PDF(Pubmed)
Abstract:
Single-cell technology has allowed researchers to probe tissue complexity and dynamics at unprecedented depth in health and disease. However, the generation of high-dimensionality single-cell atlases and virtual three-dimensional tissues requires integrated reference maps that harmonize disparate experimental designs, analytical pipelines, and taxonomies. Here, we present a comprehensive single-cell transcriptome integration map of cardiac fibrosis, which underpins pathophysiology in most cardiovascular diseases. Our findings reveal similarity between cardiac fibroblast (CF) identities and dynamics in ischemic versus pressure overload models of cardiomyopathy. We also describe timelines for commitment of activated CFs to proliferation and myofibrogenesis, profibrotic and antifibrotic polarization of myofibroblasts and matrifibrocytes, and CF conservation across mouse and human healthy and diseased hearts.
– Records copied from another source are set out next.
//! Manifest loading into padded buffers.
//!
//! Both loaders hand back a [`PaddedBytes`] region with the full trailing
//! margin in place, so the bytes can go straight to the parser with no
//! further copying. [`read_chunked`] streams the file in fixed-size blocks
//! without asking for its length up front; [`read_two_pass`] measures the
//! file first and reads it in one call. They are functionally equivalent,
//! and the benchmark harness races them against each other.
//!
//! The file handle is closed on every exit path by `File`'s drop.

use std::{
    fs::File,
    io::{self, Read, Seek, SeekFrom},
    path::{Path, PathBuf},
};

use thiserror::Error;

use crate::buffer::{PADDING, PaddedBytes};

// Node.js streams package files in 32 KiB blocks; the chunked loader mirrors
// that I/O pattern.
const BLOCK_SIZE: usize = 32 << 10;

/// Errors produced while loading a manifest into a padded buffer.
#[derive(Debug, Error)]
pub enum LoadError {
    /// The file could not be opened.
    #[error("could not open {}: {source}", .path.display())]
    Open {
        /// Path that failed to open.
        path: PathBuf,
        /// Underlying I/O error.
        source: io::Error,
    },
    /// An I/O error surfaced mid-read.
    #[error("could not read {}: {source}", .path.display())]
    Read {
        /// Path being read.
        path: PathBuf,
        /// Underlying I/O error.
        source: io::Error,
    },
    /// The file held zero bytes.
    #[error("{} is empty", .path.display())]
    Empty {
        /// Path of the empty file.
        path: PathBuf,
    },
    /// Fewer bytes arrived than the measured file length.
    #[error(
        "{} truncated while reading: expected {expected} bytes, got {actual}",
        .path.display()
    )]
    ShortRead {
        /// Path being read.
        path: PathBuf,
        /// Length reported by the initial seek.
        expected: usize,
        /// Bytes actually obtained.
        actual: usize,
    },
}

/// Read `path` incrementally in 32 KiB blocks.
///
/// The buffer is grown by a block plus the trailing margin before every
/// read, so the destination is always valid and the finished region needs no
/// copy. A zero-byte read ends the loop; the region is then trimmed to
/// content plus [`PADDING`].
///
/// # Errors
///
/// [`LoadError::Open`] if the file cannot be opened, [`LoadError::Read`] if
/// a read fails, and [`LoadError::Empty`] if the file held zero bytes.
pub fn read_chunked(path: impl AsRef<Path>) -> Result<PaddedBytes, LoadError> {
    let path = path.as_ref();
    let mut file = File::open(path).map_err(|source| LoadError::Open {
        path: path.to_owned(),
        source,
    })?;

    let mut bytes = Vec::new();
    let mut content_len = 0;
    loop {
        bytes.resize(content_len + BLOCK_SIZE + PADDING, 0);
        match file.read(&mut bytes[content_len..content_len + BLOCK_SIZE]) {
            Ok(0) => break,
            Ok(n) => content_len += n,
            Err(err) if err.kind() == io::ErrorKind::Interrupted => {}
            Err(source) => {
                return Err(LoadError::Read {
                    path: path.to_owned(),
                    source,
                });
            }
        }
    }

    if content_len == 0 {
        return Err(LoadError::Empty {
            path: path.to_owned(),
        });
    }
    bytes.truncate(content_len + PADDING);
    Ok(PaddedBytes::from_parts(bytes, content_len))
}

/// Read `path` in one call after measuring its length with a seek.
///
/// Seeks to the end to learn the length, allocates content plus [`PADDING`]
/// once, rewinds, and reads the content in full.
///
/// # Errors
///
/// [`LoadError::Open`] if the file cannot be opened, [`LoadError::Empty`] if
/// it measures zero bytes, [`LoadError::Read`] if a seek or read fails, and
/// [`LoadError::ShortRead`] if the file yields fewer bytes than measured.
pub fn read_two_pass(path: impl AsRef<Path>) -> Result<PaddedBytes, LoadError> {
    let path = path.as_ref();
    let mut file = File::open(path).map_err(|source| LoadError::Open {
        path: path.to_owned(),
        source,
    })?;

    let read_error = |source| LoadError::Read {
        path: path.to_owned(),
        source,
    };

    let len = file.seek(SeekFrom::End(0)).map_err(read_error)?;
    if len == 0 {
        return Err(LoadError::Empty {
            path: path.to_owned(),
        });
    }
    let expected = usize::try_from(len)
        .map_err(|_| read_error(io::Error::other("file does not fit in memory")))?;

    let mut bytes = vec![0u8; expected + PADDING];
    file.rewind().map_err(read_error)?;

    let mut filled = 0;
    while filled < expected {
        match file.read(&mut bytes[filled..expected]) {
            Ok(0) => break,
            Ok(n) => filled += n,
            Err(err) if err.kind() == io::ErrorKind::Interrupted => {}
            Err(source) => return Err(read_error(source)),
        }
    }

    if filled < expected {
        return Err(LoadError::ShortRead {
            path: path.to_owned(),
            expected,
            actual: filled,
        });
    }
    Ok(PaddedBytes::from_parts(bytes, expected))
}
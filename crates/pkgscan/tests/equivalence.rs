#![allow(missing_docs)]
//! Property: the indexed lookup and the single-pass scan agree on any
//! well-formed manifest. Documents are generated structurally and rendered
//! through `serde_json`, so every input is valid JSON with an object root.

use pkgscan::{PaddedBytes, extract_by_lookup, extract_by_scan};
use quickcheck::{Arbitrary, Gen, QuickCheck, TestResult};
use quickcheck_macros::quickcheck;
use serde_json::{Map, Value, json};

#[derive(Clone, Debug)]
struct ManifestDoc(String);

const RECOGNIZED: [&str; 5] = ["name", "main", "exports", "imports", "type"];
const TYPE_KEYWORDS: [&str; 5] = ["module", "commonjs", "esm", "umd", ""];
const TARGETS: [&str; 4] = ["./index.js", "./dist/main.cjs", "", "päckage/∅"];

fn arbitrary_value(g: &mut Gen, depth: usize) -> Value {
    let scalar = depth == 0 || bool::arbitrary(g);
    if scalar {
        match u8::arbitrary(g) % 5 {
            0 => Value::Null,
            1 => json!(bool::arbitrary(g)),
            2 => json!(u32::arbitrary(g)),
            3 => json!(f64::from(i16::arbitrary(g))),
            _ => json!(*g.choose(&TARGETS).unwrap()),
        }
    } else if bool::arbitrary(g) {
        let len = usize::arbitrary(g) % 3;
        Value::Array((0..len).map(|_| arbitrary_value(g, depth - 1)).collect())
    } else {
        let len = usize::arbitrary(g) % 3;
        let mut map = Map::new();
        for i in 0..len {
            map.insert(format!("k{i}"), arbitrary_value(g, depth - 1));
        }
        Value::Object(map)
    }
}

// Bias recognized keys toward their expected shapes so the interesting
// branches (string vs object vs junk) all get exercised.
fn arbitrary_field(g: &mut Gen, key: &str) -> Value {
    match (key, u8::arbitrary(g) % 4) {
        ("type", 0 | 1 | 2) => json!(*g.choose(&TYPE_KEYWORDS).unwrap()),
        ("exports" | "imports", 0 | 1) => {
            let mut map = Map::new();
            if bool::arbitrary(g) {
                map.insert(".".to_owned(), json!(*g.choose(&TARGETS).unwrap()));
            }
            Value::Object(map)
        }
        ("name" | "main" | "exports" | "imports", 2) => json!(*g.choose(&TARGETS).unwrap()),
        _ => arbitrary_value(g, 2),
    }
}

impl Arbitrary for ManifestDoc {
    fn arbitrary(g: &mut Gen) -> Self {
        let mut map = Map::new();
        for key in RECOGNIZED {
            if bool::arbitrary(g) {
                map.insert(key.to_owned(), arbitrary_field(g, key));
            }
        }
        for i in 0..usize::arbitrary(g) % 4 {
            map.insert(format!("extra{i}"), arbitrary_value(g, 2));
        }
        ManifestDoc(Value::Object(map).to_string())
    }
}

#[test]
fn lookup_and_scan_agree() {
    fn prop(doc: ManifestDoc) -> TestResult {
        let buffer = PaddedBytes::from(doc.0.as_str());
        let by_lookup = extract_by_lookup(&buffer);
        let by_scan = extract_by_scan(&buffer);
        match (by_lookup, by_scan) {
            (Ok(a), Ok(b)) => TestResult::from_bool(a == b),
            // The indexed strategy alone rejects a wrong-typed `type`.
            (Err(_), Ok(_)) => TestResult::discard(),
            _ => TestResult::failed(),
        }
    }

    let tests = if is_ci::cached() { 10_000 } else { 1_000 };
    QuickCheck::new()
        .tests(tests)
        .quickcheck(prop as fn(ManifestDoc) -> TestResult);
}

#[quickcheck]
fn extraction_is_idempotent_over_generated_documents(doc: ManifestDoc) -> bool {
    let buffer = PaddedBytes::from(doc.0.as_str());
    extract_by_scan(&buffer) == extract_by_scan(&buffer)
        && extract_by_lookup(&buffer) == extract_by_lookup(&buffer)
}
These insights have the potential to inform knowledge-based therapies.
摘要:
单细胞技术使研究人员能够在健康和疾病方面以前所未有的深度探测组织的复杂性和动力学。然而,高维单细胞图集和虚拟三维组织的生成需要整合的参考图,以协调不同的实验设计,分析管道,和分类法。这里,我们提出了一个全面的心脏纤维化的单细胞转录组整合图,这是大多数心血管疾病的病理生理学基础。我们的发现揭示了心肌成纤维细胞(CF)身份和动态之间的相似性,在心肌病的缺血性和压力超负荷模型。我们还描述了激活的CFs对增殖和肌纤维形成的承诺的时间表,肌成纤维细胞和基质纤维细胞的促纤维化和抗纤维化极化,以及小鼠和人类健康和患病心脏的CF保护。这些见解有可能为基于知识的疗法提供信息。